» **Aim of the task**
Everything in the records should be repeated exactly.

» **Supplied records**
//! Audio output - plays rendered kicks on the default device
//!
//! The audio callback owns a cursor into the kick being played. New kicks
//! arrive over an rtrb ring and replace the current one immediately, the way
//! a retriggered drum machine voice restarts. Replaced kicks travel back over
//! a second ring and are freed by the player, never on the audio thread.

use cpal::traits::{DeviceTrait, HostTrait, StreamTrait};
use color_eyre::eyre::{eyre, Result as EyreResult, WrapErr};
use kick_synth::{RenderedSignal, SAMPLE_RATE};
use rtrb::{Consumer, Producer, RingBuffer};
use std::sync::{
    atomic::{AtomicUsize, Ordering},
    Arc, Mutex,
};
use tracing::{info, warn};

/// Pending kicks the callback has not picked up yet
const QUEUE_CAPACITY: usize = 8;
/// Every queued kick can retire one buffer, plus the one playing
const RETIRED_CAPACITY: usize = QUEUE_CAPACITY + 1;

/// Control side: sends kicks to the audio callback
pub struct KickPlayer {
    tx: Producer<Arc<[f32]>>,
    retired: Consumer<Arc<[f32]>>,
    /// Samples of the current kick already played (shared with the callback)
    position: Arc<AtomicUsize>,
    /// Length of the most recently sent kick
    length: usize,
}

impl KickPlayer {
    /// Start playing `signal` from its first sample, cutting off whatever was playing.
    pub fn play(&mut self, signal: &RenderedSignal) {
        self.reclaim();
        let samples: Arc<[f32]> = signal.amplitude.as_slice().into();
        self.length = samples.len();
        if self.tx.push(samples).is_err() {
            warn!("playback queue full, dropping kick");
        }
    }

    /// Free the kicks the callback has finished with. Returns how many.
    pub fn reclaim(&mut self) -> usize {
        let mut freed = 0;
        while self.retired.pop().is_ok() {
            freed += 1;
        }
        freed
    }

    /// Playback progress of the latest kick in `[0, 1]`.
    pub fn progress(&self) -> f64 {
        if self.length == 0 {
            return 0.0;
        }
        let played = self.position.load(Ordering::Relaxed).min(self.length);
        played as f64 / self.length as f64
    }
}

/// Audio-thread side: the kick being played and the cursor into it
struct Playback {
    incoming: Consumer<Arc<[f32]>>,
    retired: Producer<Arc<[f32]>>,
    current: Option<Arc<[f32]>>,
    cursor: usize,
    position: Arc<AtomicUsize>,
}

impl Playback {
    /// Fill one interleaved output buffer. Allocation- and free-free.
    fn fill(&mut self, data: &mut [f32], channels: usize) {
        // Latest kick wins
        while let Ok(kick) = self.incoming.pop() {
            if let Some(old) = self.current.replace(kick) {
                // Cannot be full: RETIRED_CAPACITY covers every queued kick
                let _ = self.retired.push(old);
            }
            self.cursor = 0;
        }

        // Duplicate mono to all channels, silence once the kick ends
        for frame in data.chunks_mut(channels.max(1)) {
            let sample = match &self.current {
                Some(kick) if self.cursor < kick.len() => {
                    let s = kick[self.cursor];
                    self.cursor += 1;
                    s
                }
                _ => 0.0,
            };
            frame.fill(sample);
        }
        self.position.store(self.cursor, Ordering::Relaxed);
    }
}

/// Connected control and audio-thread halves.
fn playback_pair() -> (KickPlayer, Playback) {
    let (tx, incoming) = RingBuffer::<Arc<[f32]>>::new(QUEUE_CAPACITY);
    let (retired_tx, retired_rx) = RingBuffer::<Arc<[f32]>>::new(RETIRED_CAPACITY);
    let position = Arc::new(AtomicUsize::new(0));

    let player = KickPlayer {
        tx,
        retired: retired_rx,
        position: position.clone(),
        length: 0,
    };
    let playback = Playback {
        incoming,
        retired: retired_tx,
        current: None,
        cursor: 0,
        position,
    };
    (player, playback)
}

pub type SharedPlayer = Arc<Mutex<KickPlayer>>;

/// Open output stream plus the player that feeds it
pub struct AudioOut {
    // Kept alive for as long as audio should play
    _stream: cpal::Stream,
    player: SharedPlayer,
}

impl AudioOut {
    pub fn open() -> EyreResult<Self> {
        let host = cpal::default_host();
        let device = host
            .default_output_device()
            .ok_or_else(|| eyre!("no default output device available"))?;
        let default_config = device
            .default_output_config()
            .wrap_err("failed to fetch default output config")?;

        let channels = default_config.channels() as usize;
        let config = cpal::StreamConfig {
            channels: default_config.channels(),
            sample_rate: cpal::SampleRate(SAMPLE_RATE),
            buffer_size: cpal::BufferSize::Default,
        };

        let (player, mut playback) = playback_pair();

        let stream = device
            .build_output_stream(
                &config,
                move |data: &mut [f32], _| playback.fill(data, channels),
                |err| eprintln!("Stream error: {err}"),
                None,
            )
            .wrap_err("failed to build output stream")?;

        stream.play().wrap_err("failed to start output stream")?;
        info!(channels, sample_rate = SAMPLE_RATE, "audio output ready");

        Ok(Self {
            _stream: stream,
            player: Arc::new(Mutex::new(player)),
        })
    }

    pub fn player(&self) -> SharedPlayer {
        self.player.clone()
    }
}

» **Output of the task**
//! Audio output - plays rendered kicks on the default device
//!
//! The audio callback owns a cursor into the kick being played. New kicks
//! arrive over an rtrb ring and replace the current one immediately, the way
//! a retriggered drum machine voice restarts. Replaced kicks travel back over
//! a second ring and are freed by the player, never on the audio thread.

use cpal::traits::{DeviceTrait, HostTrait, StreamTrait};
use color_eyre::eyre::{eyre, Result as EyreResult, WrapErr};
use kick_synth::{RenderedSignal, SAMPLE_RATE};
use rtrb::{Consumer, Producer, RingBuffer};
use std::sync::{
    atomic::{AtomicUsize, Ordering},
    Arc, Mutex,
};
use tracing::{info, warn};

/// Pending kicks the callback has not picked up yet
const QUEUE_CAPACITY: usize = 8;
/// Every queued kick can retire one buffer, plus the one playing
const RETIRED_CAPACITY: usize = QUEUE_CAPACITY + 1;

/// Control side: sends kicks to the audio callback
pub struct KickPlayer {
    tx: Producer<Arc<[f32]>>,
    retired: Consumer<Arc<[f32]>>,
    /// Samples of the current kick already played (shared with the callback)
    position: Arc<AtomicUsize>,
    /// Length of the most recently sent kick
    length: usize,
}

impl KickPlayer {
    /// Start playing `signal` from its first sample, cutting off whatever was playing.
    pub fn play(&mut self, signal: &RenderedSignal) {
        self.reclaim();
        let samples: Arc<[f32]> = signal.amplitude.as_slice().into();
        self.length = samples.len();
        if self.tx.push(samples).is_err() {
            warn!("playback queue full, dropping kick");
        }
    }

    /// Free the kicks the callback has finished with. Returns how many.
    pub fn reclaim(&mut self) -> usize {
        let mut freed = 0;
        while self.retired.pop().is_ok() {
            freed += 1;
        }
        freed
    }

    /// Playback progress of the latest kick in `[0, 1]`.
    pub fn progress(&self) -> f64 {
        if self.length == 0 {
            return 0.0;
        }
        let played = self.position.load(Ordering::Relaxed).min(self.length);
        played as f64 / self.length as f64
    }
}

/// Audio-thread side: the kick being played and the cursor into it
struct Playback {
    incoming: Consumer<Arc<[f32]>>,
    retired: Producer<Arc<[f32]>>,
    current: Option<Arc<[f32]>>,
    cursor: usize,
    position: Arc<AtomicUsize>,
}

impl Playback {
    /// Fill one interleaved output buffer. Allocation- and free-free.
    fn fill(&mut self, data: &mut [f32], channels: usize) {
        // Latest kick wins
        while let Ok(kick) = self.incoming.pop() {
            if let Some(old) = self.current.replace(kick) {
                // Cannot be full: RETIRED_CAPACITY covers every queued kick
                let _ = self.retired.push(old);
            }
            self.cursor = 0;
        }

        // Duplicate mono to all channels, silence once the kick ends
        for frame in data.chunks_mut(channels.max(1)) {
            let sample = match &self.current {
                Some(kick) if self.cursor < kick.len() => {
                    let s = kick[self.cursor];
                    self.cursor += 1;
                    s
                }
                _ => 0.0,
            };
            frame.fill(sample);
        }
        self.position.store(self.cursor, Ordering::Relaxed);
    }
}

/// Connected control and audio-thread halves.
fn playback_pair() -> (KickPlayer, Playback) {
    let (tx, incoming) = RingBuffer::<Arc<[f32]>>::new(QUEUE_CAPACITY);
    let (retired_tx, retired_rx) = RingBuffer::<Arc<[f32]>>::new(RETIRED_CAPACITY);
    let position = Arc::new(AtomicUsize::new(0));

    let player = KickPlayer {
        tx,
        retired: retired_rx,
        position: position.clone(),
        length: 0,
    };
    let playback = Playback {
        incoming,
        retired: retired_tx,
        current: None,
        cursor: 0,
        position,
    };
    (player, playback)
}

pub type SharedPlayer = Arc<Mutex<KickPlayer>>;

/// Open output stream plus the player that feeds it
pub struct AudioOut {
    // Kept alive for as long as audio should play
    _stream: cpal::Stream,
    player: SharedPlayer,
}

impl AudioOut {
    pub fn open() -> EyreResult<Self> {
        let host = cpal::default_host();
        let device = host
            .default_output_device()
            .ok_or_else(|| eyre!("no default output device available"))?;
        let default_config = device
            .default_output_config()
            .wrap_err("failed to fetch default output config")?;

        let channels = default_config.channels() as usize;
        let config = cpal::StreamConfig {
            channels: default_config.channels(),
            sample_rate: cpal::SampleRate(SAMPLE_RATE),
            buffer_size: cpal::BufferSize::Default,
        };

        let (player, mut playback) = playback_pair();

        let stream = device
            .build_output_stream(
                &config,
                move |data: &mut [f32], _| playback.fill(data, channels),
                |err| eprintln!("Stream error: {err}"),
                None,
            )
            .wrap_err("failed to build output stream")?;

        stream.play().wrap_err("failed to start output stream")?;
        info!(channels, sample_rate = SAMPLE_RATE, "audio output ready");

        Ok(Self {
            _stream: stream,
            player: Arc::new(Mutex::new(player)),
        })
    }

    pub fn player(&self) -> SharedPlayer {
        self.player.clone()
    }
}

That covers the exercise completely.